### Work instruction
Every record that appears below should be transcribed exactly.

### Data under study
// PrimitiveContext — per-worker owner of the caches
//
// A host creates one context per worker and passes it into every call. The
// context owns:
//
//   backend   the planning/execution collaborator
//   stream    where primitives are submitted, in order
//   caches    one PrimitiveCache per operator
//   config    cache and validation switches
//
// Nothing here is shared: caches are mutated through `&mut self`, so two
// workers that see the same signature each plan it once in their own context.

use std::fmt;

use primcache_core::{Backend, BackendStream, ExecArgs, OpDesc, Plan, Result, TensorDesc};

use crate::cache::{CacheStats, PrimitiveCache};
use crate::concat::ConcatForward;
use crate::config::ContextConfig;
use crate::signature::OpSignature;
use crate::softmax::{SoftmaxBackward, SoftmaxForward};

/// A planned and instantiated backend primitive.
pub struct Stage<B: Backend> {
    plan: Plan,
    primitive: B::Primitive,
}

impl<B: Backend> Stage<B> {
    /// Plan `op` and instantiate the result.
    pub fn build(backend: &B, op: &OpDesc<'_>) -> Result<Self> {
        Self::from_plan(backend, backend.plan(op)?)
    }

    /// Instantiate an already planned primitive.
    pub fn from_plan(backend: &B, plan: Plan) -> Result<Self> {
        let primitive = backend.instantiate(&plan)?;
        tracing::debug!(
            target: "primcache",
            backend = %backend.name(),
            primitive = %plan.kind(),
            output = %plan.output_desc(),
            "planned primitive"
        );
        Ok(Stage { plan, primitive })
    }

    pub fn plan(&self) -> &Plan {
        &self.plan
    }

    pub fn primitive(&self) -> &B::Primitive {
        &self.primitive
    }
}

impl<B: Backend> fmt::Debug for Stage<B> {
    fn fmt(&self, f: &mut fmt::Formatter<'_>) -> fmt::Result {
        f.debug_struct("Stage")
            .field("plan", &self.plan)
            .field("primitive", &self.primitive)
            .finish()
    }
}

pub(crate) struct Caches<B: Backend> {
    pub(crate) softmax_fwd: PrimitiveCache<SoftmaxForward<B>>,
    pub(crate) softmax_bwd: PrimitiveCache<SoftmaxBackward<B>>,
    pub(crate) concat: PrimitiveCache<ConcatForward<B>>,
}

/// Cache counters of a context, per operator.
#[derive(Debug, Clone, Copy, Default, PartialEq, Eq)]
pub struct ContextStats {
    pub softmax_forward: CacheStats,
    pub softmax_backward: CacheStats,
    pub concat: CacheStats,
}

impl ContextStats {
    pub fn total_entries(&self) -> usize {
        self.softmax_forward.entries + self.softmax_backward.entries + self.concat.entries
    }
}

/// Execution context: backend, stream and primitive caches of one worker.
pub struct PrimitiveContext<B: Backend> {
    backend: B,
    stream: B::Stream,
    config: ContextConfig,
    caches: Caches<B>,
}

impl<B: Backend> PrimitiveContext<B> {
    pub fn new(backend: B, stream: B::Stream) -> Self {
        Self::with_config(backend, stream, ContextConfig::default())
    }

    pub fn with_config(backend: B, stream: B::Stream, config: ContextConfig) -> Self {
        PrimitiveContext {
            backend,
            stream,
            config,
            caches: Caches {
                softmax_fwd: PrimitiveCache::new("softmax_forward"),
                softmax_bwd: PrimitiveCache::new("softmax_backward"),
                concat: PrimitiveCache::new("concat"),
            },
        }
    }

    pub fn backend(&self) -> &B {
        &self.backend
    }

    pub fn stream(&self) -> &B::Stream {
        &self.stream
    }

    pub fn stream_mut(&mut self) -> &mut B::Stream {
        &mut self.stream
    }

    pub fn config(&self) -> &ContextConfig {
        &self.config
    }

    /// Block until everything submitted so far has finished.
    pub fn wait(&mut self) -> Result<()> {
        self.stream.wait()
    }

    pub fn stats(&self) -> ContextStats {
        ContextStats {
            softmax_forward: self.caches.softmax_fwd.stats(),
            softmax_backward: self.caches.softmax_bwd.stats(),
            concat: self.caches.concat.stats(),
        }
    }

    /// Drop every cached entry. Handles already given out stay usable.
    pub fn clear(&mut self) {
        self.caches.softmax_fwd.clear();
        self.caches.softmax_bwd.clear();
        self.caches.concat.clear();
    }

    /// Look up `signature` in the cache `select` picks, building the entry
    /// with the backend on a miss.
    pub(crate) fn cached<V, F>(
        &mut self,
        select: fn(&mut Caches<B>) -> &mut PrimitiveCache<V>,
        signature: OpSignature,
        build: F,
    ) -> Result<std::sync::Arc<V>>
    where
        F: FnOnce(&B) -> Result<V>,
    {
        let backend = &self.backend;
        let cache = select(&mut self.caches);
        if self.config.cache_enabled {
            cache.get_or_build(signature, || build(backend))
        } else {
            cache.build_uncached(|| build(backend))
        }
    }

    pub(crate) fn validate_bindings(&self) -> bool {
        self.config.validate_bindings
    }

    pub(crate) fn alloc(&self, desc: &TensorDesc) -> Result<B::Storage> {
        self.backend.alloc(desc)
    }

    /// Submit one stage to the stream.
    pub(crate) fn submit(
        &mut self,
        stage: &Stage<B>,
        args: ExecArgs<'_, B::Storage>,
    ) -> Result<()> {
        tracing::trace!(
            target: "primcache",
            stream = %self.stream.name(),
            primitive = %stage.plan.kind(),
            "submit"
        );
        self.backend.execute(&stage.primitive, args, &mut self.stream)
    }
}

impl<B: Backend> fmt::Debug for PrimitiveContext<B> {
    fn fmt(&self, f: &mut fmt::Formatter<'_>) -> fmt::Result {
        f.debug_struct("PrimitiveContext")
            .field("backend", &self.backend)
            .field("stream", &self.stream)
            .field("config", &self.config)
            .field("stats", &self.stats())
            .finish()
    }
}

### Answer section
// PrimitiveContext — per-worker owner of the caches
//
// A host creates one context per worker and passes it into every call. The
// context owns:
//
//   backend   the planning/execution collaborator
//   stream    where primitives are submitted, in order
//   caches    one PrimitiveCache per operator
//   config    cache and validation switches
//
// Nothing here is shared: caches are mutated through `&mut self`, so two
// workers that see the same signature each plan it once in their own context.

use std::fmt;

use primcache_core::{Backend, BackendStream, ExecArgs, OpDesc, Plan, Result, TensorDesc};

use crate::cache::{CacheStats, PrimitiveCache};
use crate::concat::ConcatForward;
use crate::config::ContextConfig;
use crate::signature::OpSignature;
use crate::softmax::{SoftmaxBackward, SoftmaxForward};

/// A planned and instantiated backend primitive.
pub struct Stage<B: Backend> {
    plan: Plan,
    primitive: B::Primitive,
}

impl<B: Backend> Stage<B> {
    /// Plan `op` and instantiate the result.
    pub fn build(backend: &B, op: &OpDesc<'_>) -> Result<Self> {
        Self::from_plan(backend, backend.plan(op)?)
    }

    /// Instantiate an already planned primitive.
    pub fn from_plan(backend: &B, plan: Plan) -> Result<Self> {
        let primitive = backend.instantiate(&plan)?;
        tracing::debug!(
            target: "primcache",
            backend = %backend.name(),
            primitive = %plan.kind(),
            output = %plan.output_desc(),
            "planned primitive"
        );
        Ok(Stage { plan, primitive })
    }

    pub fn plan(&self) -> &Plan {
        &self.plan
    }

    pub fn primitive(&self) -> &B::Primitive {
        &self.primitive
    }
}

impl<B: Backend> fmt::Debug for Stage<B> {
    fn fmt(&self, f: &mut fmt::Formatter<'_>) -> fmt::Result {
        f.debug_struct("Stage")
            .field("plan", &self.plan)
            .field("primitive", &self.primitive)
            .finish()
    }
}

pub(crate) struct Caches<B: Backend> {
    pub(crate) softmax_fwd: PrimitiveCache<SoftmaxForward<B>>,
    pub(crate) softmax_bwd: PrimitiveCache<SoftmaxBackward<B>>,
    pub(crate) concat: PrimitiveCache<ConcatForward<B>>,
}

/// Cache counters of a context, per operator.
#[derive(Debug, Clone, Copy, Default, PartialEq, Eq)]
pub struct ContextStats {
    pub softmax_forward: CacheStats,
    pub softmax_backward: CacheStats,
    pub concat: CacheStats,
}

impl ContextStats {
    pub fn total_entries(&self) -> usize {
        self.softmax_forward.entries + self.softmax_backward.entries + self.concat.entries
    }
}

/// Execution context: backend, stream and primitive caches of one worker.
pub struct PrimitiveContext<B: Backend> {
    backend: B,
    stream: B::Stream,
    config: ContextConfig,
    caches: Caches<B>,
}

impl<B: Backend> PrimitiveContext<B> {
    pub fn new(backend: B, stream: B::Stream) -> Self {
        Self::with_config(backend, stream, ContextConfig::default())
    }

    pub fn with_config(backend: B, stream: B::Stream, config: ContextConfig) -> Self {
        PrimitiveContext {
            backend,
            stream,
            config,
            caches: Caches {
                softmax_fwd: PrimitiveCache::new("softmax_forward"),
                softmax_bwd: PrimitiveCache::new("softmax_backward"),
                concat: PrimitiveCache::new("concat"),
            },
        }
    }

    pub fn backend(&self) -> &B {
        &self.backend
    }

    pub fn stream(&self) -> &B::Stream {
        &self.stream
    }

    pub fn stream_mut(&mut self) -> &mut B::Stream {
        &mut self.stream
    }

    pub fn config(&self) -> &ContextConfig {
        &self.config
    }

    /// Block until everything submitted so far has finished.
    pub fn wait(&mut self) -> Result<()> {
        self.stream.wait()
    }

    pub fn stats(&self) -> ContextStats {
        ContextStats {
            softmax_forward: self.caches.softmax_fwd.stats(),
            softmax_backward: self.caches.softmax_bwd.stats(),
            concat: self.caches.concat.stats(),
        }
    }

    /// Drop every cached entry. Handles already given out stay usable.
    pub fn clear(&mut self) {
        self.caches.softmax_fwd.clear();
        self.caches.softmax_bwd.clear();
        self.caches.concat.clear();
    }

    /// Look up `signature` in the cache `select` picks, building the entry
    /// with the backend on a miss.
    pub(crate) fn cached<V, F>(
        &mut self,
        select: fn(&mut Caches<B>) -> &mut PrimitiveCache<V>,
        signature: OpSignature,
        build: F,
    ) -> Result<std::sync::Arc<V>>
    where
        F: FnOnce(&B) -> Result<V>,
    {
        let backend = &self.backend;
        let cache = select(&mut self.caches);
        if self.config.cache_enabled {
            cache.get_or_build(signature, || build(backend))
        } else {
            cache.build_uncached(|| build(backend))
        }
    }

    pub(crate) fn validate_bindings(&self) -> bool {
        self.config.validate_bindings
    }

    pub(crate) fn alloc(&self, desc: &TensorDesc) -> Result<B::Storage> {
        self.backend.alloc(desc)
    }

    /// Submit one stage to the stream.
    pub(crate) fn submit(
        &mut self,
        stage: &Stage<B>,
        args: ExecArgs<'_, B::Storage>,
    ) -> Result<()> {
        tracing::trace!(
            target: "primcache",
            stream = %self.stream.name(),
            primitive = %stage.plan.kind(),
            "submit"
        );
        self.backend.execute(&stage.primitive, args, &mut self.stream)
    }
}

impl<B: Backend> fmt::Debug for PrimitiveContext<B> {
    fn fmt(&self, f: &mut fmt::Formatter<'_>) -> fmt::Result {
        f.debug_struct("PrimitiveContext")
            .field("backend", &self.backend)
            .field("stream", &self.stream)
            .field("config", &self.config)
            .field("stats", &self.stats())
            .finish()
    }
}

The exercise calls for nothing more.